ABOUT THIS EXERCISE: Restate exactly the lines from the top of the listing below to the line containing "const FEMALE_MARKERS: &[&str]"; the remaining lines are not wanted.

══════

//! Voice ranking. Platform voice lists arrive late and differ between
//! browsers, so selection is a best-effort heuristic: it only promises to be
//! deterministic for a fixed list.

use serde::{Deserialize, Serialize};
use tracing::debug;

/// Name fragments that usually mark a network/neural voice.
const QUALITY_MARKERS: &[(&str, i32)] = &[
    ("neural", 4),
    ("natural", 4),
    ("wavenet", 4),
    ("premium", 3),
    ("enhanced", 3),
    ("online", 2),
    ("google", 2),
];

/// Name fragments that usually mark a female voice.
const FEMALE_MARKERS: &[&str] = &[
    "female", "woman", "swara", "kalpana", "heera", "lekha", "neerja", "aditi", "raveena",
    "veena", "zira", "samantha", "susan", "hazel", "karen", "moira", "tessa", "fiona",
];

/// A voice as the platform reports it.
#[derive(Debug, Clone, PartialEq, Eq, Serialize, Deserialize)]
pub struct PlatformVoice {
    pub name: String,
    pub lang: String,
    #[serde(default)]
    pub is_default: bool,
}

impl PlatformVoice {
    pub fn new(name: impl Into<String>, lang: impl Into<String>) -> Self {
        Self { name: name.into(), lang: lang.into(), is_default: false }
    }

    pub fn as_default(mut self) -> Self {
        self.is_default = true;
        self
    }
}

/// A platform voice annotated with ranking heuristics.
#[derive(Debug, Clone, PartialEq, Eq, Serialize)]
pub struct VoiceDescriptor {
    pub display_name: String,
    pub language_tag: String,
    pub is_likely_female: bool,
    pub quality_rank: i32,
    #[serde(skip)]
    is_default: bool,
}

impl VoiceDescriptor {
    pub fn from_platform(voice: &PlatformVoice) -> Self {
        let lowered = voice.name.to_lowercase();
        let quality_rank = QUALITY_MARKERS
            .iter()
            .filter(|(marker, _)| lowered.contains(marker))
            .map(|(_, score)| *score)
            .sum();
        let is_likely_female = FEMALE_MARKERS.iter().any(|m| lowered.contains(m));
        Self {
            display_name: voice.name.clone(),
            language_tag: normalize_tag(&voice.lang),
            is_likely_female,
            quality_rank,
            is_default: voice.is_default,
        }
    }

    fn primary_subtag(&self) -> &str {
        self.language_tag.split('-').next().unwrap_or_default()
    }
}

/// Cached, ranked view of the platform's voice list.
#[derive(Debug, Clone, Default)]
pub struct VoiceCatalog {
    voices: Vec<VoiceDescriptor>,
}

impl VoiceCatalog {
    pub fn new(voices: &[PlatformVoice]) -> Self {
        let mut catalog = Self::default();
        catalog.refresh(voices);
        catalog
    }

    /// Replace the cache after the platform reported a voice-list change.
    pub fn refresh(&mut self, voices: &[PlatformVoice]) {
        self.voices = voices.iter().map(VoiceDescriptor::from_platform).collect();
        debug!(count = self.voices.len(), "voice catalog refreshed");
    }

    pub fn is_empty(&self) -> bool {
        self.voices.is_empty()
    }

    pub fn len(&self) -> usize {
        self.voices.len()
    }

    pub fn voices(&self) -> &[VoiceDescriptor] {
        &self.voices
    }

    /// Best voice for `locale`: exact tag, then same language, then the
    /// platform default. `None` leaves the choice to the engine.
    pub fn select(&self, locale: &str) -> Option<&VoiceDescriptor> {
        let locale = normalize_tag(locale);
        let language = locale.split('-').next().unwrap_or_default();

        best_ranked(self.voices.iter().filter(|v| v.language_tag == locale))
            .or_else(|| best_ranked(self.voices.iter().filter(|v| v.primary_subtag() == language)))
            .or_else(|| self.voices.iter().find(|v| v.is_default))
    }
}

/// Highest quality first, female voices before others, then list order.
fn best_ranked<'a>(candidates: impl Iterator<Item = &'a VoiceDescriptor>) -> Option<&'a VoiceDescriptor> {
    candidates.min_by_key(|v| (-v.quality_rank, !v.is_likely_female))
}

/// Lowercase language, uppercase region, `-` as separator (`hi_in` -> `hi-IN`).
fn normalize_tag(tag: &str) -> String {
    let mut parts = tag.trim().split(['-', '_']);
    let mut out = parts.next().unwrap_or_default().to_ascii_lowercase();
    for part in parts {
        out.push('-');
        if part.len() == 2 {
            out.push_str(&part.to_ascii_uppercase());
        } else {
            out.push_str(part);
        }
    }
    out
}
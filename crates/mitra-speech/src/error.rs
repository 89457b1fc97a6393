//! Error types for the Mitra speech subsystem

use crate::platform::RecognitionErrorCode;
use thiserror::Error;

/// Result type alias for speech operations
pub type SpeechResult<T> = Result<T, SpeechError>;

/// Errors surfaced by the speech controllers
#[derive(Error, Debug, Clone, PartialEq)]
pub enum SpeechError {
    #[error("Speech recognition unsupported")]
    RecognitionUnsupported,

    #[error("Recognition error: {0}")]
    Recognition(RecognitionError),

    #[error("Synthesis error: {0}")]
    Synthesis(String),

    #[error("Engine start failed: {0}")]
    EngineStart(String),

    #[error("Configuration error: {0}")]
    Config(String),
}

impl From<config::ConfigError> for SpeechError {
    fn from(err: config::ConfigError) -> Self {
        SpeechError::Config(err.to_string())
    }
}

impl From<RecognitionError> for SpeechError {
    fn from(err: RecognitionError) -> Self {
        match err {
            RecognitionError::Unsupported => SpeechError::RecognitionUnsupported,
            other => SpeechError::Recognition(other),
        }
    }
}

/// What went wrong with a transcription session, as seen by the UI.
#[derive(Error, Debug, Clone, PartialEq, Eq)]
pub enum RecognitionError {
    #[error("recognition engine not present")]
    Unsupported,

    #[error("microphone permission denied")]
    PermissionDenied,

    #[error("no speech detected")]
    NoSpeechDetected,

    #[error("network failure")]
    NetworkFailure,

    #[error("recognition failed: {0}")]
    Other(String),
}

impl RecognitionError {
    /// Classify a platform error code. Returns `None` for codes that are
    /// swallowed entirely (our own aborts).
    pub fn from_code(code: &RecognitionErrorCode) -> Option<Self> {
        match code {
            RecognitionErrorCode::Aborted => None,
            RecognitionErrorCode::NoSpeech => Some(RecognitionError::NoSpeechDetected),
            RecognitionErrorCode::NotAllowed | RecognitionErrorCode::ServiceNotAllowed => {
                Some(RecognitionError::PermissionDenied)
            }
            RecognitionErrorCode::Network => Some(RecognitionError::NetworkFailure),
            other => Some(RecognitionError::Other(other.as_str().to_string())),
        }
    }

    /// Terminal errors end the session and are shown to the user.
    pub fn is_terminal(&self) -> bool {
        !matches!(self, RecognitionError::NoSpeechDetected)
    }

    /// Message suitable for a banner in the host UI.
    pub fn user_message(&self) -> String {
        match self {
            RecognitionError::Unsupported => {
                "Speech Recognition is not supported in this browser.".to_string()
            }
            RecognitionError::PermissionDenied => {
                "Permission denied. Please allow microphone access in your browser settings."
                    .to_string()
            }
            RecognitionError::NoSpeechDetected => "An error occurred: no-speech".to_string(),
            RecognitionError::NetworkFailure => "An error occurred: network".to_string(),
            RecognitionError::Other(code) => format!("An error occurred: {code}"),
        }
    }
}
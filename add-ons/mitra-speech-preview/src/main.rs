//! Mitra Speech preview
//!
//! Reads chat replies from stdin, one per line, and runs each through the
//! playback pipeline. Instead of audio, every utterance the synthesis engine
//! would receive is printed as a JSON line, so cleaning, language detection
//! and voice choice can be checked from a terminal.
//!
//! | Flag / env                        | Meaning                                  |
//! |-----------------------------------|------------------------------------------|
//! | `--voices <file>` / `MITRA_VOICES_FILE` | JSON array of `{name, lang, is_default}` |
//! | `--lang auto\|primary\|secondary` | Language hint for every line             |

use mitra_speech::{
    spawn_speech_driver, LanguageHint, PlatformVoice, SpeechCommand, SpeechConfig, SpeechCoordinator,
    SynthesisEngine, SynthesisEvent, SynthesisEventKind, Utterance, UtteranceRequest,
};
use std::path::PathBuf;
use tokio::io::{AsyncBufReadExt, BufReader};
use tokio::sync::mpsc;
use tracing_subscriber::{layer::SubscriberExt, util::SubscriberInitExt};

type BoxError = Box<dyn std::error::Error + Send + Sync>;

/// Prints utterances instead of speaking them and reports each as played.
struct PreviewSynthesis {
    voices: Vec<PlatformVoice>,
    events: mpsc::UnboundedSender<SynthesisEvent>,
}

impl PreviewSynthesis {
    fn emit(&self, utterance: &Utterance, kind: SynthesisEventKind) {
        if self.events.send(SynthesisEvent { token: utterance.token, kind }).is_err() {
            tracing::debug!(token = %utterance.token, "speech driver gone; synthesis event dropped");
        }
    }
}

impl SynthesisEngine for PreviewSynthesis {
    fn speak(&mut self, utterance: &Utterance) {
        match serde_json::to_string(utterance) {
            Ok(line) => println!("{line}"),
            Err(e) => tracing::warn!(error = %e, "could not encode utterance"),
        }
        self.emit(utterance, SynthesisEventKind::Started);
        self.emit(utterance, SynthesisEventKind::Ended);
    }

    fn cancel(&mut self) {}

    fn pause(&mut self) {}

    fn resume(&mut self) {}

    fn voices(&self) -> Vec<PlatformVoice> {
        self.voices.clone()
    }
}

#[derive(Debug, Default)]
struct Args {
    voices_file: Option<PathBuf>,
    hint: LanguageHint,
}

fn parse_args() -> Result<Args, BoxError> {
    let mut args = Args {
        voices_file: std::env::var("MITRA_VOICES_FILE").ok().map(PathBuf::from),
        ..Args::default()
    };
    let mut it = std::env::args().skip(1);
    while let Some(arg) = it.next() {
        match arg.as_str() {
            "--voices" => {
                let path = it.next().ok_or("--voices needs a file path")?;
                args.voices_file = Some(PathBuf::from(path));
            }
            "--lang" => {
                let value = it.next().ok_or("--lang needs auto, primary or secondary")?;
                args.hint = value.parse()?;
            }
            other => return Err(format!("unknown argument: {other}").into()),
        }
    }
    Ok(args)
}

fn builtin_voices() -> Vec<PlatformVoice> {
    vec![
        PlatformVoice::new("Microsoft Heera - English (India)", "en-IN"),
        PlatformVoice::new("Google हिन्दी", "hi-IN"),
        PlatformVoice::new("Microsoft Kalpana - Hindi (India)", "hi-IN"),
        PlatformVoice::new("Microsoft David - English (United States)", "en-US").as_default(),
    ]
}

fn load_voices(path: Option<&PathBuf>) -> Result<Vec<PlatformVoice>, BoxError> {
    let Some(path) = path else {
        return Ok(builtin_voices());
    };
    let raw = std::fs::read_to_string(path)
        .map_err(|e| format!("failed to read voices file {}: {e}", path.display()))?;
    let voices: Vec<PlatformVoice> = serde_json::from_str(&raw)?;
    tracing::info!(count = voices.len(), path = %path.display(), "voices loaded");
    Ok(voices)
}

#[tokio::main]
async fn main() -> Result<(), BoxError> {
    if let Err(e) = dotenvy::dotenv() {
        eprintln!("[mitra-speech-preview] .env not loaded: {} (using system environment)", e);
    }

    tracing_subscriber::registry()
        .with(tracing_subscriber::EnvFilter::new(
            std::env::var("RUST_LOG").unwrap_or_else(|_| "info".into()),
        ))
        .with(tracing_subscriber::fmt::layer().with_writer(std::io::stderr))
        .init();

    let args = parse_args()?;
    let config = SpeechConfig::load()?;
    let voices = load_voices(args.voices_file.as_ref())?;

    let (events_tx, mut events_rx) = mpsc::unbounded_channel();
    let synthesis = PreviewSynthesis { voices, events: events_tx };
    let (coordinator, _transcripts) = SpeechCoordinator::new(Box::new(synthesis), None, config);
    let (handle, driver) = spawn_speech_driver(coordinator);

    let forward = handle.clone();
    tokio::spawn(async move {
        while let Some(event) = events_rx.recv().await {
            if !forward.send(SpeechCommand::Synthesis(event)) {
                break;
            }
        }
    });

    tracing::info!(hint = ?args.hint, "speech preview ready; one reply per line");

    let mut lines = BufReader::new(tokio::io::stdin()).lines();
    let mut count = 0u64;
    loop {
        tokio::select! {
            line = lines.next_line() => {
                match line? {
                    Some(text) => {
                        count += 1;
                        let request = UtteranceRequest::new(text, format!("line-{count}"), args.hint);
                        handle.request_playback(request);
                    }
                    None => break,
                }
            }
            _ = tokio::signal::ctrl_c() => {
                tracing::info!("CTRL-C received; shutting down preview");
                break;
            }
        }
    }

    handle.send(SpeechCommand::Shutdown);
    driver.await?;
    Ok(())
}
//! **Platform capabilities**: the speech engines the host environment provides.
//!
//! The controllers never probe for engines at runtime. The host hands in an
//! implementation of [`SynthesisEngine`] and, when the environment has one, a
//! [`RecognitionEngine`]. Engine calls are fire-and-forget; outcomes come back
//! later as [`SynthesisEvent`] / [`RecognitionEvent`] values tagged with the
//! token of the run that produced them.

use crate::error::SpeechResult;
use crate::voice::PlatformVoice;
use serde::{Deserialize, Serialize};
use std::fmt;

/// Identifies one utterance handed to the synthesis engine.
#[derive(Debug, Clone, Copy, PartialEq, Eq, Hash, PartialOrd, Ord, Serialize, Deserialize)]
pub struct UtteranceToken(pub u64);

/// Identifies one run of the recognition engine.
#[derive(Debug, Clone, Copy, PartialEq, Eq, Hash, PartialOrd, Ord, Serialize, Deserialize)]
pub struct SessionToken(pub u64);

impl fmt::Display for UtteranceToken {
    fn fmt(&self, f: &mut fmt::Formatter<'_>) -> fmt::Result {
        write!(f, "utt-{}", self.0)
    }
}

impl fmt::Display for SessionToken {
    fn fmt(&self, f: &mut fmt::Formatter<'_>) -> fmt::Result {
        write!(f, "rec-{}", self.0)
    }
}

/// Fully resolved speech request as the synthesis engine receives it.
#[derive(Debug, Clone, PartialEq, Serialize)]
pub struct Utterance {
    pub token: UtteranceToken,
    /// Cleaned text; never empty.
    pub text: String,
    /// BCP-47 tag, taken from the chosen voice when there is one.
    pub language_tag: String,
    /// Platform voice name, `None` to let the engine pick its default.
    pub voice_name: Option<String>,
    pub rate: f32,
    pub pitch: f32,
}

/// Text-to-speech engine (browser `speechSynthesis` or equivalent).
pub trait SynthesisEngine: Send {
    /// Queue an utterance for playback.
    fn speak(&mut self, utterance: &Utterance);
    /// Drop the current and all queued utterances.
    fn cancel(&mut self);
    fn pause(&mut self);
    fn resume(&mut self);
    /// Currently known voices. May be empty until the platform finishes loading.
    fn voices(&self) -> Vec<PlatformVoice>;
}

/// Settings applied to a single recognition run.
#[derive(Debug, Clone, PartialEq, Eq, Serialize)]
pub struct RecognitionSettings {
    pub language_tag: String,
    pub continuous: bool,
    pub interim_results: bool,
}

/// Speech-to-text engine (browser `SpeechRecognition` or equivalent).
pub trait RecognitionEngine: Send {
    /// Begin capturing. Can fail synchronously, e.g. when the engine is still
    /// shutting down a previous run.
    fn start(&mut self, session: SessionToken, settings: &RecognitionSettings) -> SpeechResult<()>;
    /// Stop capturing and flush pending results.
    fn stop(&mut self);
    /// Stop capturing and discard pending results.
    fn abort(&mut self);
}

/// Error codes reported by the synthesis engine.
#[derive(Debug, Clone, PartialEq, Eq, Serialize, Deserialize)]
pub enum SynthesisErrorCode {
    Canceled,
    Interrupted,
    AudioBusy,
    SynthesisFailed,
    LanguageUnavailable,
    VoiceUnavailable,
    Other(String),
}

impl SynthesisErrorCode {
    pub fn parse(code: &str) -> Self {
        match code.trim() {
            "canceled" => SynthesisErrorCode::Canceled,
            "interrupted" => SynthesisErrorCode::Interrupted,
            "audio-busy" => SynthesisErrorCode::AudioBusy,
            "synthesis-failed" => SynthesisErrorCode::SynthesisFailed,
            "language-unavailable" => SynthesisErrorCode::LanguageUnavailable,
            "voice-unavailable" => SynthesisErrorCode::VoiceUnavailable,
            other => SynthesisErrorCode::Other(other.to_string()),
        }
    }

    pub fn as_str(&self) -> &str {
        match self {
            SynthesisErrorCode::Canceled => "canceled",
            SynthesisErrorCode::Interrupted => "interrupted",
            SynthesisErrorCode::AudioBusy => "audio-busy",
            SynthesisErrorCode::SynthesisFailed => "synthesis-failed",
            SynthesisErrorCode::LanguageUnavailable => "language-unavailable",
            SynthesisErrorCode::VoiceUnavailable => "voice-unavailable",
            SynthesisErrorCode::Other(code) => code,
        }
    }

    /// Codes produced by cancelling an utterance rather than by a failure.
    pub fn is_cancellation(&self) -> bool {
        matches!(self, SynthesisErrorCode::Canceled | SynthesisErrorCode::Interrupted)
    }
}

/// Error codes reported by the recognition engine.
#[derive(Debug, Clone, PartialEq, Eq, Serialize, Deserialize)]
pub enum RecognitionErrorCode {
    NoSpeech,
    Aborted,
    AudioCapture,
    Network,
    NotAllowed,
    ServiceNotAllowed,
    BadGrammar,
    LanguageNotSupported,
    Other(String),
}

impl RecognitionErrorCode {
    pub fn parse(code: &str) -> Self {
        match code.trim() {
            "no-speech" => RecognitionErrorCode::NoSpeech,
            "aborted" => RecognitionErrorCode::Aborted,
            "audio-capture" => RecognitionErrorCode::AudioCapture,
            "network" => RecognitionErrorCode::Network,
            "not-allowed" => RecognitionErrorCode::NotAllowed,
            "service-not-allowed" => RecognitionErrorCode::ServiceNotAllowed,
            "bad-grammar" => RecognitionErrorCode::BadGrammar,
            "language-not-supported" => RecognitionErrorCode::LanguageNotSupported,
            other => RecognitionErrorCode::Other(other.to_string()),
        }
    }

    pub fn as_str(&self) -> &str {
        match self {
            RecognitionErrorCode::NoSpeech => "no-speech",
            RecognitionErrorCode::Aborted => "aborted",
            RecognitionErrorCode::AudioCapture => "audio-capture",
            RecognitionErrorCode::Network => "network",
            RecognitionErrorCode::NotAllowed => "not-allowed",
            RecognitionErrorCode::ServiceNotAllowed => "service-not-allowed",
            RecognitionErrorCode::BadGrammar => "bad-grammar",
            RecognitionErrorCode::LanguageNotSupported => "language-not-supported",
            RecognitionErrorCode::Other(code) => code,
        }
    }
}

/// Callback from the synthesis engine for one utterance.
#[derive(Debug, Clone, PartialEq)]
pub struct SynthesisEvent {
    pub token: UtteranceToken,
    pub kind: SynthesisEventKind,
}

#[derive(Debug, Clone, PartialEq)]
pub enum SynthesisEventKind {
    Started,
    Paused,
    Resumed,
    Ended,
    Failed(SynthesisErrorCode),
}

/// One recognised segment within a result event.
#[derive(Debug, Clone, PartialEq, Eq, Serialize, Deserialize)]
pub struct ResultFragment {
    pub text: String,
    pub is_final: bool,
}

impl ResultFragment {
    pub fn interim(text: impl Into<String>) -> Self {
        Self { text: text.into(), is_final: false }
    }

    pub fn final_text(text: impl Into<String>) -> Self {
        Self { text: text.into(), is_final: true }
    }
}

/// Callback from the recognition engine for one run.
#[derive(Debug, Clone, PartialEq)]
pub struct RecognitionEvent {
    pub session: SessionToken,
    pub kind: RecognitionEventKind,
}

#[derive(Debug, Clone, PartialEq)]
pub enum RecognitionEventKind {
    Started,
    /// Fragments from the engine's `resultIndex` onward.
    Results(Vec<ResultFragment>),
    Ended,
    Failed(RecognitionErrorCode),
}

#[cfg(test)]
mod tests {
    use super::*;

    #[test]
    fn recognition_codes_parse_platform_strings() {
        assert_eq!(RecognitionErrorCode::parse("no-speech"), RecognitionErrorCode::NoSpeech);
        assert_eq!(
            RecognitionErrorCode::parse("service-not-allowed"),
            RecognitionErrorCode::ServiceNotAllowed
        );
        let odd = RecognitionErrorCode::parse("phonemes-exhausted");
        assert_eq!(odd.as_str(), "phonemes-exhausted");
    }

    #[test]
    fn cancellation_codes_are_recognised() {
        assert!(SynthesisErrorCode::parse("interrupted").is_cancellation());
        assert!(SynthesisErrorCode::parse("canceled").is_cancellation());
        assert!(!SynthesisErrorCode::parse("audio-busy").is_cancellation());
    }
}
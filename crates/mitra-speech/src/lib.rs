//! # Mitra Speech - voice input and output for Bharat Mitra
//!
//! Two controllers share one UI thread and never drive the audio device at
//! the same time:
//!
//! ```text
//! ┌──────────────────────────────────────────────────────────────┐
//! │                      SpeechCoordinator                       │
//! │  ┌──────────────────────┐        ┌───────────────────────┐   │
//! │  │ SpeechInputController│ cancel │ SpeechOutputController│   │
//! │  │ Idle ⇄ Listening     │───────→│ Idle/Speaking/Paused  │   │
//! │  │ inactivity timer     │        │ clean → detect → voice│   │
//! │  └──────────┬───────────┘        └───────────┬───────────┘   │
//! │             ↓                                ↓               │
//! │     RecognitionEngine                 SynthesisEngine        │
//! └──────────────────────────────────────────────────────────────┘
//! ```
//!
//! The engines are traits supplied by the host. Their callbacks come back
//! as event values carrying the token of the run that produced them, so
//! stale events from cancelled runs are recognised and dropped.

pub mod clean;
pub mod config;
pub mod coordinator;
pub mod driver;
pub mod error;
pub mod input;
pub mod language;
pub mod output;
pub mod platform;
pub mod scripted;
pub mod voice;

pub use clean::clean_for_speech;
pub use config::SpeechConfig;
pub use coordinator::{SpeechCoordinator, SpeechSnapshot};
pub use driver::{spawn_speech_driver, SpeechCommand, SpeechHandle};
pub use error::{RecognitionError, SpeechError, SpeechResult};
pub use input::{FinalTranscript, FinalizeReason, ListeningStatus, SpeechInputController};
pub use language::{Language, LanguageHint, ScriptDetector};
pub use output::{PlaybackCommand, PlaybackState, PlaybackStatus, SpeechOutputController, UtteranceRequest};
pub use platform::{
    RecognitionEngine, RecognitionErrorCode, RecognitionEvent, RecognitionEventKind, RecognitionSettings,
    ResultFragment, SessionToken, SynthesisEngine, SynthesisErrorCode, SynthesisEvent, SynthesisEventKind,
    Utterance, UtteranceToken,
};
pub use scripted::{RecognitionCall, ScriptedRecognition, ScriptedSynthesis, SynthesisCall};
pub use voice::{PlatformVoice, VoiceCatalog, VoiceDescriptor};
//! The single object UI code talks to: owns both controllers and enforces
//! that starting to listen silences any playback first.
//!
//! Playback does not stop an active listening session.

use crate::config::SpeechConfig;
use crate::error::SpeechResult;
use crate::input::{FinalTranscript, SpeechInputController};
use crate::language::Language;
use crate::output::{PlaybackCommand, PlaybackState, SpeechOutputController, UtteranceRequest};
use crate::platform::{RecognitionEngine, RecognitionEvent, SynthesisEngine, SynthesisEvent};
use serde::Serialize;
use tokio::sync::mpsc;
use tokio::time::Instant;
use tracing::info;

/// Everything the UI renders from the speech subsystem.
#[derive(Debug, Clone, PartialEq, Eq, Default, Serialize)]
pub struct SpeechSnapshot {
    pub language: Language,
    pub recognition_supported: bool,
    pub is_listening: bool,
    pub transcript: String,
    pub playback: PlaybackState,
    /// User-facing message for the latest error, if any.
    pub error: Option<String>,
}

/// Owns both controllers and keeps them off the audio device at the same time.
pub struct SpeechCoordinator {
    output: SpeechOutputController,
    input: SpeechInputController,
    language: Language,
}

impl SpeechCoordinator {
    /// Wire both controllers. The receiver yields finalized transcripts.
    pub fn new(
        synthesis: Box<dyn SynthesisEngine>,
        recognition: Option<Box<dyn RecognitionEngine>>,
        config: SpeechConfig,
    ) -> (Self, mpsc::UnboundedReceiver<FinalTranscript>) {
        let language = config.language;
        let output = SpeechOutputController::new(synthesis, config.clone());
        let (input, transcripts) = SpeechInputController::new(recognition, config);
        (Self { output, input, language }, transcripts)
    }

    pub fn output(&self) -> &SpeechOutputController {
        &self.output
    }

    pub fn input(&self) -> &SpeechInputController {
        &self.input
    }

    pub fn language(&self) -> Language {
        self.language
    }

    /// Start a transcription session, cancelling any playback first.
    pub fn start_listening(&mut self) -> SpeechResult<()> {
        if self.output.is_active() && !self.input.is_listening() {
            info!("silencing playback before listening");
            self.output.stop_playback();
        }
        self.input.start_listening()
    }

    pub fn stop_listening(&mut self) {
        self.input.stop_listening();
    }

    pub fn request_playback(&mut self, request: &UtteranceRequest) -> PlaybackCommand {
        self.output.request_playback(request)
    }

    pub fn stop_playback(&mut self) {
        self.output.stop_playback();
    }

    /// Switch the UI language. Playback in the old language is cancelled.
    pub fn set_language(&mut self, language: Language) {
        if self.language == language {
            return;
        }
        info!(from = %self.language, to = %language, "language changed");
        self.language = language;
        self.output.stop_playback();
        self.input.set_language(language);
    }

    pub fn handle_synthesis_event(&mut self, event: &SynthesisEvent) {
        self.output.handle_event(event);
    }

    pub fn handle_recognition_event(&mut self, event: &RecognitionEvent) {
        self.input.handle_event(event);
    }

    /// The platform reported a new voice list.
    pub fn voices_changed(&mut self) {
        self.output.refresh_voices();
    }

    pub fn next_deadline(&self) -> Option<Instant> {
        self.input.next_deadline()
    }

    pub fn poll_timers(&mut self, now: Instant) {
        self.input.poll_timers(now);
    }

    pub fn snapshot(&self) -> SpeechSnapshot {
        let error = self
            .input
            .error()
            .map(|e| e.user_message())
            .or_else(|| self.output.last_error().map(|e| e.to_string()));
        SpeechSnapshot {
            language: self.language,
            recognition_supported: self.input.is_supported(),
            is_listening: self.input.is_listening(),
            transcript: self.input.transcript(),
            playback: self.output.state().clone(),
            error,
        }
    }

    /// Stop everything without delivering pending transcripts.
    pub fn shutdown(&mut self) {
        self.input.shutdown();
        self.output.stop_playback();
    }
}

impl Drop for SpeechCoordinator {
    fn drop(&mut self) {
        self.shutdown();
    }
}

══════

WRITTEN SOLUTION:
//! Voice ranking. Platform voice lists arrive late and differ between
//! browsers, so selection is a best-effort heuristic: it only promises to be
//! deterministic for a fixed list.

use serde::{Deserialize, Serialize};
use tracing::debug;

/// Name fragments that usually mark a network/neural voice.
const QUALITY_MARKERS: &[(&str, i32)] = &[
    ("neural", 4),
    ("natural", 4),
    ("wavenet", 4),
    ("premium", 3),
    ("enhanced", 3),
    ("online", 2),
    ("google", 2),
];

/// Name fragments that usually mark a female voice.
const FEMALE_MARKERS: &[&str] = &[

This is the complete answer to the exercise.